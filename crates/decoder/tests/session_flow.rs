//! End-to-end session tests against the scripted engine in `support`.
//!
//! Every test goes through the public surface only: a [`SessionFactory`]
//! over a scripted provider, then submit / fetch / release / flush / drain.

mod support;

use std::io;
use std::sync::{mpsc, Arc};
use std::time::Duration;

use parking_lot::Mutex;
use tracing_subscriber::fmt::MakeWriter;

use nvb_common::{
    CompressedPacket, DecodeError, PacketTag, Rect, Resolution, SessionConfig, VideoCodec,
    WallClockMs,
};
use nvb_decoder::{DecodeSession, SessionFactory};

use support::{
    delayed_picture, luma_for, picture, sequence, sequence_with_depth, ScriptedProvider, CB, CR,
};

// ---------------------------------------------------------------------------
// Helpers
// ---------------------------------------------------------------------------

fn open(config: SessionConfig, max: Resolution) -> (DecodeSession, Arc<ScriptedProvider>) {
    let provider = Arc::new(ScriptedProvider::new(max));
    let factory = SessionFactory::new(provider.clone());
    let session = factory
        .create_session(&config)
        .expect("scripted session should open");
    (session, provider)
}

fn h264(depth: usize) -> SessionConfig {
    SessionConfig::new(VideoCodec::H264).with_buffer_depth(depth)
}

fn uhd() -> Resolution {
    Resolution::new(4096, 4096)
}

fn submit(session: &DecodeSession, data: &[u8], ms: i64) -> Result<bool, DecodeError> {
    session.submit(&CompressedPacket::new(data, WallClockMs(ms)))
}

/// Shared in-memory log sink for a JSON `fmt` subscriber.
#[derive(Clone, Default)]
struct LogBuffer(Arc<Mutex<Vec<u8>>>);

impl LogBuffer {
    fn lines(&self) -> Vec<serde_json::Value> {
        let bytes = self.0.lock().clone();
        String::from_utf8_lossy(&bytes)
            .lines()
            .map(|line| serde_json::from_str(line).expect("log line is JSON"))
            .collect()
    }
}

impl io::Write for LogBuffer {
    fn write(&mut self, buf: &[u8]) -> io::Result<usize> {
        self.0.lock().extend_from_slice(buf);
        Ok(buf.len())
    }

    fn flush(&mut self) -> io::Result<()> {
        Ok(())
    }
}

impl<'a> MakeWriter<'a> for LogBuffer {
    type Writer = LogBuffer;

    fn make_writer(&'a self) -> Self::Writer {
        self.clone()
    }
}

// ── Timestamps and tags ──

#[test]
fn timestamps_rebase_to_first_packet() {
    let (session, _) = open(h264(4), uhd());
    assert!(!submit(&session, &sequence(64, 48), 10_000).unwrap());
    assert!(submit(&session, &picture(), 10_500).unwrap());

    let picture = session.fetch().expect("picture ready");
    assert_eq!(picture.timestamp(), WallClockMs(10_500));
}

#[test]
fn first_picture_lands_on_the_first_timestamp() {
    let (session, _) = open(h264(4), uhd());
    submit(&session, &sequence(64, 48), 2_000).unwrap();
    submit(&session, &picture(), 2_000).unwrap();
    assert_eq!(session.fetch().unwrap().timestamp(), WallClockMs(2_000));
}

#[test]
fn tags_follow_their_packets() {
    let (session, _) = open(h264(4), uhd());
    submit(&session, &sequence(64, 48), 0).unwrap();

    let packet = picture();
    session
        .submit(&CompressedPacket::new(&packet, WallClockMs(40)).with_tag(PacketTag::new(3, 1)))
        .unwrap();

    let lease = session.fetch().unwrap();
    assert_eq!(lease.tag(), PacketTag::new(3, 1));
    assert_eq!(lease.timestamp(), WallClockMs(40));
}

#[test]
fn delayed_display_keeps_its_own_tag() {
    let (session, _) = open(h264(4), uhd());
    submit(&session, &sequence(64, 48), 0).unwrap();

    let held = delayed_picture(1);
    let next = picture();
    assert!(!session
        .submit(&CompressedPacket::new(&held, WallClockMs(40)).with_tag(PacketTag::new(1, 0)))
        .unwrap());
    assert!(session
        .submit(&CompressedPacket::new(&next, WallClockMs(80)).with_tag(PacketTag::new(2, 0)))
        .unwrap());
    assert_eq!(session.buffered(), 2);

    // Fetch shows the latest picture; release frees the oldest.
    {
        let latest = session.fetch().unwrap();
        assert_eq!(latest.tag(), PacketTag::new(2, 0));
        assert_eq!(latest.timestamp(), WallClockMs(80));
        latest.release().unwrap();
    }
    assert_eq!(session.buffered(), 1);
}

// ── Planes ──

#[test]
fn pictures_are_planar() {
    let (session, _) = open(h264(2), uhd());
    submit(&session, &sequence(33, 17), 0).unwrap();
    submit(&session, &picture(), 40).unwrap();

    let lease = session.fetch().unwrap();
    assert_eq!(lease.size(), Resolution::new(33, 17));
    assert_eq!(lease.chroma_size(), Resolution::new(17, 9));
    assert!(lease.y().iter().all(|&b| b == luma_for(0)));
    assert!(lease.u().iter().all(|&b| b == CB));
    assert!(lease.v().iter().all(|&b| b == CR));
}

#[test]
fn high_bit_depth_uses_two_byte_samples() {
    let (session, provider) = open(SessionConfig::new(VideoCodec::H265), uhd());
    submit(&session, &sequence_with_depth(32, 16, 10), 0).unwrap();
    submit(&session, &picture(), 40).unwrap();

    let created = provider.calls.lock().created[0].clone();
    assert_eq!(created.bit_depth_luma, 10);

    let lease = session.fetch().unwrap();
    assert_eq!(lease.bytes_per_sample(), 2);
    assert_eq!(lease.y_stride(), 64);
    assert_eq!(lease.u().len(), 32 * 8);
}

#[test]
fn configured_crop_sets_output_size() {
    let config = h264(2).with_crop(Rect::new(0, 0, 32, 16));
    let (session, provider) = open(config, uhd());
    submit(&session, &sequence(64, 48), 0).unwrap();
    submit(&session, &picture(), 40).unwrap();

    let created = provider.calls.lock().created[0].clone();
    assert_eq!(created.display_area, Rect::new(0, 0, 32, 16));
    assert_eq!(created.target, Resolution::new(32, 16));
    assert_eq!(session.fetch().unwrap().size(), Resolution::new(32, 16));
}

// ── Reconfiguration ──

#[test]
fn resolution_change_within_max_reconfigures() {
    let config = h264(4).with_max_resolution(Resolution::new(1920, 1080));
    let (session, provider) = open(config, uhd());
    submit(&session, &sequence(640, 480), 0).unwrap();
    submit(&session, &picture(), 40).unwrap();
    submit(&session, &sequence(1280, 720), 80).unwrap();
    assert!(submit(&session, &picture(), 120).unwrap());

    assert!(session.is_active());
    let calls = provider.calls.lock();
    assert_eq!(calls.created.len(), 1);
    assert_eq!(calls.created[0].max, Resolution::new(1920, 1080));
    assert_eq!(calls.reconfigured.len(), 1);
    assert_eq!(calls.reconfigured[0].coded, Resolution::new(1280, 720));
    drop(calls);

    assert_eq!(session.stats().reconfigurations, 1);
    assert_eq!(
        session.negotiated_format().map(|f| f.coded),
        Some(Resolution::new(1280, 720))
    );
}

#[test]
fn geometry_change_applies_on_next_sequence() {
    let (session, provider) = open(h264(4), uhd());
    submit(&session, &sequence(64, 48), 0).unwrap();
    session
        .set_output_geometry(None, Some(Resolution::new(32, 24)))
        .unwrap();
    submit(&session, &sequence(64, 48), 40).unwrap();
    submit(&session, &picture(), 80).unwrap();

    let reconfigured = provider.calls.lock().reconfigured.clone();
    assert_eq!(reconfigured.len(), 1);
    assert_eq!(reconfigured[0].target, Resolution::new(32, 24));
    assert_eq!(session.fetch().unwrap().size(), Resolution::new(32, 24));
}

#[test]
fn empty_geometry_rejected() {
    let (session, _) = open(h264(4), uhd());
    assert!(matches!(
        session.set_output_geometry(Some(Rect::new(4, 4, 4, 4)), None),
        Err(DecodeError::InvalidConfig(_))
    ));
}

#[test]
fn bit_depth_change_deactivates_for_good() {
    let (session, provider) = open(SessionConfig::new(VideoCodec::H265), uhd());
    submit(&session, &sequence(64, 48), 0).unwrap();
    submit(&session, &picture(), 40).unwrap();

    let err = submit(&session, &sequence_with_depth(64, 48, 10), 80).unwrap_err();
    assert!(matches!(err, DecodeError::UnsupportedReconfiguration(_)));
    assert!(!session.is_active());
    assert_eq!(session.failure(), Some(err));

    let before = provider.calls.lock().hardware_calls();
    assert_eq!(submit(&session, &picture(), 120), Err(DecodeError::Inactive));
    assert!(session.fetch().is_none());
    assert_eq!(session.release(), Err(DecodeError::Inactive));
    assert_eq!(session.drain(), Err(DecodeError::Inactive));
    assert_eq!(session.flush(), Err(DecodeError::Inactive));
    assert_eq!(provider.calls.lock().hardware_calls(), before);
}

#[test]
fn oversized_first_sequence_deactivates() {
    let (session, provider) = open(h264(4), Resolution::new(1920, 1080));
    let err = submit(&session, &sequence(3840, 2160), 0).unwrap_err();
    assert!(matches!(err, DecodeError::ResolutionTooLarge { .. }));
    assert!(provider.calls.lock().created.is_empty());
}

// ── Ring behaviour ──

#[test]
fn full_ring_drops_without_deactivating() {
    let (session, provider) = open(h264(2), uhd());
    submit(&session, &sequence(16, 16), 0).unwrap();
    for ms in [40, 80, 120] {
        assert!(submit(&session, &picture(), ms).unwrap());
    }

    assert!(session.is_active());
    assert_eq!(session.buffered(), 2);
    let stats = session.stats();
    assert_eq!(stats.pictures_dropped, 1);
    assert_eq!(stats.pictures_displayed, 2);
    assert_eq!(stats.pictures_decoded, 3);
    assert_eq!(provider.calls.lock().unmapped, 3);
}

#[test]
fn released_slots_are_reused_oldest_first() {
    let (session, _) = open(h264(3), uhd());
    submit(&session, &sequence(16, 16), 0).unwrap();
    for ms in [40, 80, 120] {
        submit(&session, &picture(), ms).unwrap();
    }
    {
        let latest = session.fetch().unwrap();
        assert_eq!(latest.slot(), 2);
        assert!(latest.y().iter().all(|&b| b == luma_for(2)));
    }

    // Freeing one slot frees slot 0, so the next picture lands there.
    session.release().unwrap();
    submit(&session, &picture(), 160).unwrap();
    let latest = session.fetch().unwrap();
    assert_eq!(latest.slot(), 0);
    assert!(latest.y().iter().all(|&b| b == luma_for(3)));
}

#[test]
fn release_while_holding_a_picture() {
    let (session, _) = open(h264(1), uhd());
    submit(&session, &sequence(16, 16), 0).unwrap();
    submit(&session, &picture(), 40).unwrap();

    let Some(held) = session.fetch() else {
        panic!("picture ready");
    };
    session.release().unwrap();
    assert_eq!(session.buffered(), 0);

    // The freed slot is rewritten while the old picture is still held.
    assert!(submit(&session, &picture(), 80).unwrap());
    assert!(held.y().iter().all(|&b| b == luma_for(0)));
    assert_eq!(held.timestamp(), WallClockMs(40));

    let latest = session.fetch().unwrap();
    assert_eq!(latest.slot(), 0);
    assert!(latest.y().iter().all(|&b| b == luma_for(1)));
}

#[test]
fn held_picture_does_not_block_submit() {
    let (session, _) = open(h264(4), uhd());
    let session = Arc::new(session);
    submit(&session, &sequence(16, 16), 0).unwrap();
    submit(&session, &picture(), 40).unwrap();

    let held = session.fetch().unwrap();
    let (tx, rx) = mpsc::channel();
    let worker = {
        let session = session.clone();
        std::thread::spawn(move || {
            let submitted = submit(&session, &picture(), 80);
            let released = session.release();
            let _ = tx.send((submitted, released));
        })
    };

    let (submitted, released) = rx
        .recv_timeout(Duration::from_secs(5))
        .expect("submit and release finish while a picture is held");
    assert_eq!(submitted, Ok(true));
    assert_eq!(released, Ok(()));
    worker.join().unwrap();

    assert_eq!(held.slot(), 0);
    assert!(held.y().iter().all(|&b| b == luma_for(0)));
    assert_eq!(session.buffered(), 1);
}

#[test]
fn release_without_pictures_underflows() {
    let (session, _) = open(h264(2), uhd());
    assert!(session.fetch().is_none());
    assert_eq!(session.release(), Err(DecodeError::Underflow));
    assert!(session.is_active());
}

#[test]
fn flush_is_idempotent() {
    let (session, provider) = open(h264(3), uhd());
    submit(&session, &sequence(16, 16), 0).unwrap();
    submit(&session, &picture(), 40).unwrap();
    submit(&session, &picture(), 80).unwrap();

    let before = provider.calls.lock().hardware_calls();
    session.flush().unwrap();
    session.flush().unwrap();
    assert_eq!(session.buffered(), 0);
    assert!(session.fetch().is_none());
    assert_eq!(session.release(), Err(DecodeError::Underflow));
    assert_eq!(provider.calls.lock().hardware_calls(), before);

    // Decoding carries on after a flush.
    assert!(submit(&session, &picture(), 120).unwrap());
    assert_eq!(session.fetch().unwrap().slot(), 0);
}

#[test]
fn drain_emits_held_pictures() {
    let (session, provider) = open(h264(3), uhd());
    submit(&session, &sequence(16, 16), 0).unwrap();
    assert!(!submit(&session, &delayed_picture(2), 40).unwrap());

    session.drain().unwrap();
    assert_eq!(session.buffered(), 1);
    assert_eq!(provider.calls.lock().end_of_stream, 1);
}

#[test]
fn consumer_thread_sees_every_surviving_picture() {
    let (session, _) = open(h264(4), uhd());
    submit(&session, &sequence(16, 16), 0).unwrap();

    let released = std::thread::scope(|scope| {
        let consumer = scope.spawn(|| {
            let mut released = 0u64;
            for _ in 0..10_000 {
                if session.release().is_ok() {
                    released += 1;
                }
                std::thread::yield_now();
            }
            released
        });
        for i in 1..=50 {
            submit(&session, &picture(), i * 40).unwrap();
        }
        consumer.join().unwrap()
    });

    let stats = session.stats();
    assert_eq!(stats.pictures_decoded, 50);
    assert_eq!(stats.pictures_displayed + stats.pictures_dropped, 50);
    assert_eq!(released + session.buffered() as u64, stats.pictures_displayed);
}

// ── Factory and logging ──

#[test]
fn factory_rejects_missing_device() {
    let factory = SessionFactory::new(Arc::new(ScriptedProvider::new(uhd())));
    assert_eq!(factory.devices(), Ok(vec!["Scripted GPU 0".to_string()]));
    assert!(matches!(
        factory.create_session(&h264(2).with_device(3)),
        Err(DecodeError::DeviceUnavailable { ordinal: 3, count: 1 })
    ));
}

#[test]
fn session_logs_go_to_injected_dispatch() {
    let buffer = LogBuffer::default();
    let subscriber = tracing_subscriber::fmt()
        .json()
        .with_writer(buffer.clone())
        .with_max_level(tracing::Level::DEBUG)
        .finish();
    let dispatch = tracing::Dispatch::new(subscriber);

    let factory =
        SessionFactory::new(Arc::new(ScriptedProvider::new(uhd()))).with_dispatch(dispatch);
    let session = factory.create_session(&h264(2)).unwrap();
    // 14-bit streams are outside the scripted device's caps.
    assert!(submit(&session, &sequence_with_depth(64, 48, 14), 0).is_err());
    drop(session);

    let lines = buffer.lines();
    let deactivated = lines
        .iter()
        .find(|line| line["fields"]["message"] == "Decode session deactivated")
        .expect("deactivation logged");
    assert_eq!(deactivated["level"], "ERROR");
    assert_eq!(deactivated["span"]["name"], "decode_session");
    assert_eq!(deactivated["span"]["device"], "Scripted GPU 0");

    assert!(lines
        .iter()
        .any(|line| line["fields"]["message"] == "Decode session closed"));
}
**********
→ **About this exercise**
The answer consists only of the lines from the one containing "let dispatch = tracing::Dispatch::new(subscriber);" to the end of the records, each written out exactly.

→ **Exercise result**
    let dispatch = tracing::Dispatch::new(subscriber);

    let factory =
        SessionFactory::new(Arc::new(ScriptedProvider::new(uhd()))).with_dispatch(dispatch);
    let session = factory.create_session(&h264(2)).unwrap();
    // 14-bit streams are outside the scripted device's caps.
    assert!(submit(&session, &sequence_with_depth(64, 48, 14), 0).is_err());
    drop(session);

    let lines = buffer.lines();
    let deactivated = lines
        .iter()
        .find(|line| line["fields"]["message"] == "Decode session deactivated")
        .expect("deactivation logged");
    assert_eq!(deactivated["level"], "ERROR");
    assert_eq!(deactivated["span"]["name"], "decode_session");
    assert_eq!(deactivated["span"]["device"], "Scripted GPU 0");

    assert!(lines
        .iter()
        .any(|line| line["fields"]["message"] == "Decode session closed"));
}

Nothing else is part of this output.